Amazon.com Review
Questions of loyalty and morality arise when a small town's attempt at economic renewal uncovers deeper troubles in Tom Barbash's debut novel,
The Last Good Chance. Ivy League-educated urban-planning star Jack Lambeau has returned to his hometown of Lakeland, New York to manage the slumping upstate port's reinvention as a boutique-filled tourist destination. Joining him is his fiancée, Anne, who has left her Manhattan home to pursue her interest in painting. Caught up in the regenerative fervor of his own devising, Jack chooses to ignore flaws in his professional and personal designs, including the toxic waste barrels being illegally dumped on area farms by Lakeland's mayor. Among those carrying out the dumping is Jack's underachieving brother Harris, who attempts to cover up a related death in his crew by secretly burying the body in Jack's backyard. Jack's close friend Steven Turner, a restless journalist for the local paper, is soon tipped off to the scandal. His big break, however, might come at the cost of the town's prosperity, Jack's career, and their friendship, which becomes additionally strained when Turner begins an affair with Anne.

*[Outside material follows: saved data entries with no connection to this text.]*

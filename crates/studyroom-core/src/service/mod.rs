//! Request-handling services shared by the CLI and the HTTP API.

pub mod performance;
pub mod study_plan;

pub use performance::{performance_summary, record_performance, PerformanceInput, RecordedPerformance};
pub use study_plan::{
    generate_from_request, generate_study_plan, request_from_exams, subjects_from_exams, GeneratedPlan,
};
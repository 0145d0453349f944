//! REST backend over the core services.

mod error;
mod handlers;
mod router;
mod state;

pub use state::AppState;

use router::create_router;

use tracing::info;

/// Bind to the configured address and serve until the process exits.
pub async fn serve(state: AppState) -> std::io::Result<()> {
    let addr = format!("{}:{}", state.config.server.host, state.config.server.port);
    let app = create_router(state);

    let listener = tokio::net::TcpListener::bind(&addr).await?;
    info!("Studyroom API listening on http://{addr}");
    axum::serve(listener, app).await
}
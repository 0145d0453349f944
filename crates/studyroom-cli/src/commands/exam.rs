//! Exam management commands for CLI.

use chrono::NaiveDate;
use clap::Subcommand;
use studyroom_core::{CoreError, Difficulty, Exam, StudyDb};

#[derive(Subcommand)]
pub enum ExamAction {
    /// Add an upcoming exam
    Add {
        /// User ID
        user_id: String,
        /// Subject name
        subject: String,
        /// easy, medium or hard
        #[arg(long, default_value = "medium")]
        difficulty: Difficulty,
        /// Exam date (YYYY-MM-DD)
        #[arg(long, value_parser = super::parse_date)]
        date: NaiveDate,
    },
    /// List a user's exams, nearest first
    List {
        /// User ID
        user_id: String,
    },
    /// Remove an exam
    Remove {
        /// Exam ID
        id: String,
    },
}

pub fn run(action: ExamAction) -> Result<(), Box<dyn std::error::Error>> {
    let db = StudyDb::open()?;

    match action {
        ExamAction::Add {
            user_id,
            subject,
            difficulty,
            date,
        } => {
            if db.get_user(&user_id)?.is_none() {
                return Err(CoreError::NotFound {
                    entity: "user",
                    id: user_id,
                }
                .into());
            }
            let exam = Exam::new(user_id, subject.trim(), difficulty, date);
            db.create_exam(&exam)?;
            println!("{}", serde_json::to_string_pretty(&exam)?);
        }
        ExamAction::List { user_id } => {
            let exams = db.list_exams(&user_id)?;
            println!("{}", serde_json::to_string_pretty(&exams)?);
        }
        ExamAction::Remove { id } => {
            if !db.delete_exam(&id)? {
                return Err(CoreError::NotFound { entity: "exam", id }.into());
            }
            println!("exam removed");
        }
    }
    Ok(())
}
//! Performance tracking and weak-topic detection.

use std::collections::BTreeMap;

use chrono::Utc;
use serde::{Deserialize, Serialize};
use uuid::Uuid;

use crate::error::{CoreError, Result, ValidationError};
use crate::records::{PerformanceRecord, SubjectSummary, WeakTopic};
use crate::storage::{PerformanceConfig, StudyDb};

/// A graded attempt as submitted by a client.
#[derive(Debug, Clone, PartialEq, Serialize, Deserialize)]
#[serde(rename_all = "camelCase")]
pub struct PerformanceInput {
    pub subject: String,
    pub topic: String,
    pub score: f64,
    pub max_score: f64,
    #[serde(default)]
    pub time_spent_minutes: Option<u32>,
}

impl PerformanceInput {
    fn validate(&self) -> Result<(), ValidationError> {
        let invalid = |field: &str, message: &str| ValidationError::InvalidValue {
            field: field.to_string(),
            message: message.to_string(),
        };

        if self.subject.trim().is_empty() {
            return Err(invalid("subject", "must not be empty"));
        }
        if self.topic.trim().is_empty() {
            return Err(invalid("topic", "must not be empty"));
        }
        if !self.max_score.is_finite() || self.max_score <= 0.0 {
            return Err(invalid("maxScore", "must be greater than zero"));
        }
        if !self.score.is_finite() || self.score < 0.0 || self.score > self.max_score {
            return Err(invalid("score", "must be between 0 and maxScore"));
        }
        Ok(())
    }
}

/// Outcome of recording one attempt.
#[derive(Debug, Clone, PartialEq, Serialize, Deserialize)]
pub struct RecordedPerformance {
    pub record: PerformanceRecord,
    pub topic_accuracy: f64,
    pub is_weak: bool,
}

/// Store an attempt and refresh the topic's weak-topic flag in one transaction.
///
/// A topic is weak when its mean percentage is below
/// `config.weak_topic_threshold` after at least `config.min_attempts` attempts.
pub fn record_performance(
    db: &StudyDb,
    config: &PerformanceConfig,
    user_id: &str,
    input: &PerformanceInput,
) -> Result<RecordedPerformance> {
    input.validate()?;
    if db.get_user(user_id)?.is_none() {
        return Err(CoreError::NotFound {
            entity: "user",
            id: user_id.to_string(),
        });
    }

    let record = PerformanceRecord {
        id: Uuid::new_v4().to_string(),
        user_id: user_id.to_string(),
        subject: input.subject.trim().to_string(),
        topic: input.topic.trim().to_string(),
        score: input.score,
        max_score: input.max_score,
        time_spent_minutes: input.time_spent_minutes,
        recorded_at: Utc::now(),
    };
    let tx = db.conn().unchecked_transaction()?;
    db.insert_performance(&record)?;

    let (attempts, accuracy) = db.topic_accuracy(user_id, &record.subject, &record.topic)?;
    let is_weak = attempts >= config.min_attempts && accuracy < config.weak_topic_threshold;

    let cleared = if is_weak {
        db.upsert_weak_topic(&WeakTopic {
            user_id: user_id.to_string(),
            subject: record.subject.clone(),
            topic: record.topic.clone(),
            accuracy,
            attempts,
            updated_at: record.recorded_at,
        })?;
        false
    } else {
        db.remove_weak_topic(user_id, &record.subject, &record.topic)?
    };
    tx.commit()?;

    if is_weak {
        tracing::info!(user_id, subject = %record.subject, topic = %record.topic, accuracy, "topic flagged as weak");
    } else if cleared {
        tracing::info!(user_id, subject = %record.subject, topic = %record.topic, accuracy, "weak topic cleared");
    }

    Ok(RecordedPerformance {
        record,
        topic_accuracy: accuracy,
        is_weak,
    })
}

/// Per-subject attempt counts and mean percentages, sorted by subject.
pub fn performance_summary(db: &StudyDb, user_id: &str) -> Result<Vec<SubjectSummary>> {
    let records = db.list_performance(user_id, None)?;
    Ok(summarize(&records))
}

fn summarize(records: &[PerformanceRecord]) -> Vec<SubjectSummary> {
    let mut by_subject: BTreeMap<&str, (u32, f64)> = BTreeMap::new();
    for record in records {
        let entry = by_subject.entry(record.subject.as_str()).or_insert((0, 0.0));
        entry.0 += 1;
        entry.1 += record.percentage();
    }

    by_subject
        .into_iter()
        .map(|(subject, (attempts, total))| SubjectSummary {
            subject: subject.to_string(),
            attempts,
            average_percentage: total / f64::from(attempts),
        })
        .collect()
}
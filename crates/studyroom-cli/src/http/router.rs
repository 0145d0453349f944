//! Router configuration for the HTTP API.

use axum::{
    routing::{delete, get, post},
    Router,
};
use tower_http::{cors::CorsLayer, trace::TraceLayer};

use super::handlers;
use super::state::AppState;

/// Create the application router with all routes and middleware.
pub fn create_router(state: AppState) -> Router {
    let api_v1 = Router::new()
        .route("/users", post(handlers::create_user).get(handlers::list_users))
        .route(
            "/users/{user_id}/exams",
            post(handlers::create_exam).get(handlers::list_exams),
        )
        .route("/exams/{exam_id}", delete(handlers::delete_exam))
        .route(
            "/users/{user_id}/study-plans",
            post(handlers::generate_study_plan).get(handlers::list_study_plans),
        )
        .route("/users/{user_id}/study-plans/active", get(handlers::active_study_plan))
        .route("/study-plans/{plan_id}", get(handlers::get_study_plan))
        .route(
            "/users/{user_id}/performance",
            post(handlers::record_performance).get(handlers::list_performance),
        )
        .route("/users/{user_id}/performance/summary", get(handlers::performance_summary))
        .route("/users/{user_id}/weak-topics", get(handlers::list_weak_topics));

    Router::new()
        .route("/health", get(handlers::health_check))
        .nest("/v1", api_v1)
        .layer(TraceLayer::new_for_http())
        .layer(CorsLayer::permissive())
        .with_state(state)
}

#[cfg(test)]
mod tests {
    use super::*;
    use axum::body::Body;
    use axum::http::{Request, StatusCode};
    use http_body_util::BodyExt;
    use serde_json::{json, Value};
    use studyroom_core::{Config, StudyDb};
    use tower::ServiceExt;

    fn app() -> Router {
        create_router(AppState::new(StudyDb::open_memory().unwrap(), Config::default()))
    }

    async fn send(app: &Router, method: &str, uri: &str, body: Option<Value>) -> (StatusCode, Value) {
        let builder = Request::builder().method(method).uri(uri);
        let request = match body {
            Some(json) => builder
                .header("content-type", "application/json")
                .body(Body::from(json.to_string()))
                .unwrap(),
            None => builder.body(Body::empty()).unwrap(),
        };

        let response = app.clone().oneshot(request).await.unwrap();
        let status = response.status();
        let bytes = response.into_body().collect().await.unwrap().to_bytes();
        let value = if bytes.is_empty() {
            Value::Null
        } else {
            serde_json::from_slice(&bytes).unwrap()
        };
        (status, value)
    }

    async fn create_user(app: &Router) -> String {
        let (status, user) = send(app, "POST", "/v1/users", Some(json!({"name": "Ada"}))).await;
        assert_eq!(status, StatusCode::CREATED);
        user["id"].as_str().unwrap().to_string()
    }

    fn math_and_art(hours: i64) -> Value {
        json!({
            "subjects": [
                {"name": "Math", "difficulty": "hard", "examDate": "2025-03-06"},
                {"name": "Art", "difficulty": "easy", "examDate": "2025-03-21"}
            ],
            "availableHoursPerDay": hours,
            "preferredStudyTime": "morning"
        })
    }

    #[tokio::test]
    async fn health_is_ok() {
        let (status, body) = send(&app(), "GET", "/health", None).await;
        assert_eq!(status, StatusCode::OK);
        assert_eq!(body["status"], "ok");
    }

    #[tokio::test]
    async fn generate_and_fetch_active_plan() {
        let app = app();
        let user_id = create_user(&app).await;

        let (status, plan) = send(
            &app,
            "POST",
            &format!("/v1/users/{user_id}/study-plans?date=2025-03-01"),
            Some(math_and_art(6)),
        )
        .await;
        assert_eq!(status, StatusCode::CREATED);
        assert_eq!(plan["schedule"].as_array().unwrap().len(), 5);
        assert_eq!(plan["schedule"][0]["tasks"][0]["subject"], "Math");
        assert_eq!(plan["schedule"][0]["tasks"][0]["duration"], 5);
        assert_eq!(plan["schedule"][0]["tasks"][1]["duration"], 1);
        assert_eq!(plan["schedule"][0]["tasks"][1]["startTime"], "08:00");

        let (status, active) = send(&app, "GET", &format!("/v1/users/{user_id}/study-plans/active"), None).await;
        assert_eq!(status, StatusCode::OK);
        assert_eq!(active["id"], plan["id"]);
        assert_eq!(active["end_date"], "2025-03-21");
        assert_eq!(active["is_active"], true);
    }

    #[tokio::test]
    async fn validation_errors_name_the_field() {
        let app = app();
        let user_id = create_user(&app).await;
        let uri = format!("/v1/users/{user_id}/study-plans?date=2025-03-01");

        let (status, body) = send(&app, "POST", &uri, Some(math_and_art(13))).await;
        assert_eq!(status, StatusCode::UNPROCESSABLE_ENTITY);
        assert_eq!(body["code"], "VALIDATION_ERROR");
        assert_eq!(body["field"], "availableHoursPerDay");

        let empty = json!({"subjects": [], "availableHoursPerDay": 4, "preferredStudyTime": "night"});
        let (status, body) = send(&app, "POST", &uri, Some(empty)).await;
        assert_eq!(status, StatusCode::UNPROCESSABLE_ENTITY);
        assert_eq!(body["field"], "subjects");

        let undated = json!({
            "subjects": [{"name": "Biology", "difficulty": "medium"}],
            "availableHoursPerDay": 4,
            "preferredStudyTime": "night"
        });
        let (status, body) = send(&app, "POST", &uri, Some(undated)).await;
        assert_eq!(status, StatusCode::UNPROCESSABLE_ENTITY);
        assert_eq!(body["field"], "subjects[0].examDate");
        assert_eq!(body["message"], "please select an exam date for 'Biology'");
    }

    #[tokio::test]
    async fn unknown_user_is_404() {
        let (status, body) = send(
            &app(),
            "POST",
            "/v1/users/nobody/study-plans?date=2025-03-01",
            Some(math_and_art(6)),
        )
        .await;
        assert_eq!(status, StatusCode::NOT_FOUND);
        assert_eq!(body["code"], "NOT_FOUND");
    }

    #[tokio::test]
    async fn undecodable_body_reports_json_error_with_field() {
        let app = app();
        let user_id = create_user(&app).await;
        let uri = format!("/v1/users/{user_id}/study-plans?date=2025-03-01");

        let mut dawn = math_and_art(6);
        dawn["preferredStudyTime"] = json!("dawn");
        let (status, body) = send(&app, "POST", &uri, Some(dawn)).await;
        assert_eq!(status, StatusCode::UNPROCESSABLE_ENTITY);
        assert_eq!(body["code"], "VALIDATION_ERROR");
        assert_eq!(body["field"], "preferredStudyTime");
        assert!(body["message"].as_str().unwrap().contains("dawn"));

        let mut brutal = math_and_art(6);
        brutal["subjects"][0]["difficulty"] = json!("brutal");
        let (status, body) = send(&app, "POST", &uri, Some(brutal)).await;
        assert_eq!(status, StatusCode::UNPROCESSABLE_ENTITY);
        assert_eq!(body["code"], "VALIDATION_ERROR");
        assert!(body["field"].as_str().unwrap().ends_with("difficulty"));

        let mut fractional = math_and_art(6);
        fractional["availableHoursPerDay"] = json!(2.5);
        let (status, body) = send(&app, "POST", &uri, Some(fractional)).await;
        assert_eq!(status, StatusCode::UNPROCESSABLE_ENTITY);
        assert_eq!(body["field"], "availableHoursPerDay");
    }

    #[tokio::test]
    async fn bad_planning_date_is_a_json_validation_error() {
        let app = app();
        let user_id = create_user(&app).await;

        let (status, body) = send(
            &app,
            "POST",
            &format!("/v1/users/{user_id}/study-plans?date=someday"),
            Some(math_and_art(6)),
        )
        .await;
        assert_eq!(status, StatusCode::UNPROCESSABLE_ENTITY);
        assert_eq!(body["code"], "VALIDATION_ERROR");
        assert!(body["message"].is_string());
    }

    #[tokio::test]
    async fn malformed_json_is_bad_request() {
        let app = app();
        let request = Request::builder()
            .method("POST")
            .uri("/v1/users")
            .header("content-type", "application/json")
            .body(Body::from("{\"name\": "))
            .unwrap();
        let response = app.oneshot(request).await.unwrap();
        assert_eq!(response.status(), StatusCode::BAD_REQUEST);
        let bytes = response.into_body().collect().await.unwrap().to_bytes();
        let body: Value = serde_json::from_slice(&bytes).unwrap();
        assert_eq!(body["code"], "BAD_REQUEST");
    }

    #[tokio::test]
    async fn listing_for_unknown_user_is_404() {
        let app = app();
        for uri in [
            "/v1/users/nobody/exams",
            "/v1/users/nobody/study-plans",
            "/v1/users/nobody/performance",
            "/v1/users/nobody/performance/summary",
            "/v1/users/nobody/weak-topics",
        ] {
            let (status, body) = send(&app, "GET", uri, None).await;
            assert_eq!(status, StatusCode::NOT_FOUND, "{uri}");
            assert_eq!(body["code"], "NOT_FOUND");
        }

        let user_id = create_user(&app).await;
        let (status, exams) = send(&app, "GET", &format!("/v1/users/{user_id}/exams"), None).await;
        assert_eq!(status, StatusCode::OK);
        assert_eq!(exams, json!([]));
    }

    #[tokio::test(flavor = "multi_thread", worker_threads = 2)]
    async fn concurrent_requests_share_the_database() {
        let app = app();
        let user_id = create_user(&app).await;

        let requests = (0..8).map(|i| {
            let app = app.clone();
            let uri = format!("/v1/users/{user_id}/performance");
            tokio::spawn(async move {
                send(
                    &app,
                    "POST",
                    &uri,
                    Some(json!({"subject": "Math", "topic": format!("Topic {i}"), "score": 9, "maxScore": 10})),
                )
                .await
                .0
            })
        });
        for handle in requests.collect::<Vec<_>>() {
            assert_eq!(handle.await.unwrap(), StatusCode::CREATED);
        }

        let (_, records) = send(&app, "GET", &format!("/v1/users/{user_id}/performance"), None).await;
        assert_eq!(records.as_array().unwrap().len(), 8);
    }

    #[tokio::test]
    async fn exam_lifecycle() {
        let app = app();
        let user_id = create_user(&app).await;
        let uri = format!("/v1/users/{user_id}/exams");

        let (status, exam) = send(
            &app,
            "POST",
            &uri,
            Some(json!({"subject": "Physics", "difficulty": "hard", "examDate": "2025-04-02"})),
        )
        .await;
        assert_eq!(status, StatusCode::CREATED);
        let exam_id = exam["id"].as_str().unwrap().to_string();

        let (_, exams) = send(&app, "GET", &uri, None).await;
        assert_eq!(exams.as_array().unwrap().len(), 1);
        assert_eq!(exams[0]["difficulty"], "hard");

        let (status, _) = send(&app, "DELETE", &format!("/v1/exams/{exam_id}"), None).await;
        assert_eq!(status, StatusCode::NO_CONTENT);
        let (status, _) = send(&app, "DELETE", &format!("/v1/exams/{exam_id}"), None).await;
        assert_eq!(status, StatusCode::NOT_FOUND);
    }

    #[tokio::test]
    async fn low_score_shows_up_as_weak_topic() {
        let app = app();
        let user_id = create_user(&app).await;

        let (status, recorded) = send(
            &app,
            "POST",
            &format!("/v1/users/{user_id}/performance"),
            Some(json!({"subject": "Math", "topic": "Limits", "score": 2, "maxScore": 10})),
        )
        .await;
        assert_eq!(status, StatusCode::CREATED);
        assert_eq!(recorded["is_weak"], true);

        let (_, weak) = send(&app, "GET", &format!("/v1/users/{user_id}/weak-topics"), None).await;
        assert_eq!(weak[0]["topic"], "Limits");

        let (_, summary) = send(&app, "GET", &format!("/v1/users/{user_id}/performance/summary"), None).await;
        assert_eq!(summary[0]["subject"], "Math");
        assert_eq!(summary[0]["attempts"], 1);
    }
}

Throughout, each character attempts their own form of reinvention to overcome personal crises, and The Last Good Chance becomes, among other things, a satisfying study of transformation and its limits. "If the past was a flexible thing," Jack contemplates, "so might the future be, in the right hands." While his realistic prose at times fails to match the ambition of his outline, Barbash often incorporates just the right amount of suspense, humor, and insight to make for an ultimately multifaceted and engaging drama. --Ross Doll
From Publishers Weekly
Barbash shows himself to be a knowing guide to smalltown politics in a first novel with extraordinary empathic reach. Steven Turner is a young journalist exiled at a paper in Lakeland, a decaying port town in rural upstate New York. His best friend, Jack Lambeau, is the Lakeland town planner. An ambitious Ivy League graduate, Lambeau had had difficulty advancing his experimental urban planning ideas in New York City. When Lakeland's mayor, William Hickey, promised him carte blanche for his New Urbanist-style visions, Lambeau agreed to return to his hometown. With evangelical fervor, he tries to revive Lakeland through a glittering lakefront development project. What he doesn't know, and what the mayor does, is that there are tubs of toxic materials illegally dumped under the lakefront. Soon Turner gets wind of this situation. Should he report it and risk shutting down Lambeau's project? Turner's position is complicated by his secret affair with Lambeau's wife, Anne, a painter. The novel shuttles between Lambeau's compromises with the mayor, Turner's ethical dilemma and Anne's creative and spiritual ennui, all explored in clipped, hard-boiled prose with a dash of black humor ("[Turner] banged out his daily like a good soldier and then his Sunday feature, a fluff-puff about a family in the woods who farmed maple syrup for a living. He'd learned everything you could find out about tree sap in the morning and 'tapped' it out that evening. This was his life"). This is a taut, intricate vision of ambition, corruption and love in the postindustrial era. (Sept.)